Elle nous livre ses réflexions et fait le point de la situation en France et en Europe sur le sujet des médecines non conventionnelles, terme officiel dorénavant utilisé pour désigner l'ensemble de ces médecines.




Isabelle Robard, comment en êtes-vous arrivée à vous intéresser aux médecines naturelles ?

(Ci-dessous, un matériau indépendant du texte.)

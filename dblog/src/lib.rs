// III-IV
// Copyright 2023 Julio Merino
//
// Licensed under the Apache License, Version 2.0 (the "License"); you may not
// use this file except in compliance with the License.  You may obtain a copy
// of the License at:
//
//     http://www.apache.org/licenses/LICENSE-2.0
//
// Unless required by applicable law or agreed to in writing, software
// distributed under the License is distributed on an "AS IS" BASIS, WITHOUT
// WARRANTIES OR CONDITIONS OF ANY KIND, either express or implied.  See the
// License for the specific language governing permissions and limitations
// under the License.

//! Logging bridge between applications and the database layer.
//!
//! Applications built on III-IV usually own a minimal logger that knows how to emit a message at
//! a given severity along with some structured fields.  The database layer, on the other hand,
//! wants a richer contract: it needs to filter messages by a verbosity level, to attach the
//! execution context of the caller, and to emit one trace line per executed statement.  This
//! crate provides the `bridge::LogBridge` type to adapt the former into the latter.
//!
//! The crate is organized as follows:
//!
//! 1.  `level`: The verbosity levels understood by the database layer.
//!
//! 1.  `fields` and `context`: The structured data that travels with every message.
//!
//! 1.  `logger`: The capabilities that an application logger must (and may) provide, plus a
//!     default implementation backed by the `log` facade.
//!
//! 1.  `bridge`: The adapter itself.
//!
//! 1.  `db`: The logging contract consumed by the database layer and a SQLite access layer that
//!     traces every statement through it.
//!
//! 1.  `env`: Helpers to configure the bridge from environment variables.

// Keep these in sync with other top-level files.
#![warn(anonymous_parameters, bad_style, clippy::missing_docs_in_private_items, missing_docs)]
#![warn(unused, unused_extern_crates, unused_import_braces, unused_qualifications)]
#![warn(unsafe_code)]

pub mod bridge;
pub mod clocks;
pub mod context;
pub mod db;
pub mod env;
pub mod fields;
pub mod level;
pub mod logger;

Un jour, à la radio, lors d'un flash d'actualités, j'entendis parler d'un médecin qui était en détention provisoire pour avoir prescrit une nouvelle substance, aujourd'hui couramment utilisée en milieu hospitalier. Je fus profondément choquée par cette situation où le médecin se retrouvait en prison pour avoir osé choisir le traitement qu'il estimait, en son âme et conscience, le meilleur pour soigner son patient. Alors étudiante en droit, j'étais en train de terminer un mémoire et l'idée s'est aussitôt imposée à moi de changer radicalement de sujet et de consacrer ce travail universitaire au thème des libertés thérapeutiques. Ce travail sera déposé en 1988. Suite à cela, j'ai contacté un certain nombre de groupements professionnels s'occupant des médecines naturelles pour obtenir des informations. Voyant que les éléments détenus par ces structures étaient largement insuffisants, voire même hors sujet, il me fut confié la réalisation d'un rapport qui débouchera ensuite sur la publication en 1991 de mon ouvrage " La santé hors-la-loi, les hors-la-loi de la santé " (aujourd'hui épuisé), ouvrage qui servira de référence au Parlement européen dans le cadre de la résolution de 1997 sur les médecines non conventionnelles.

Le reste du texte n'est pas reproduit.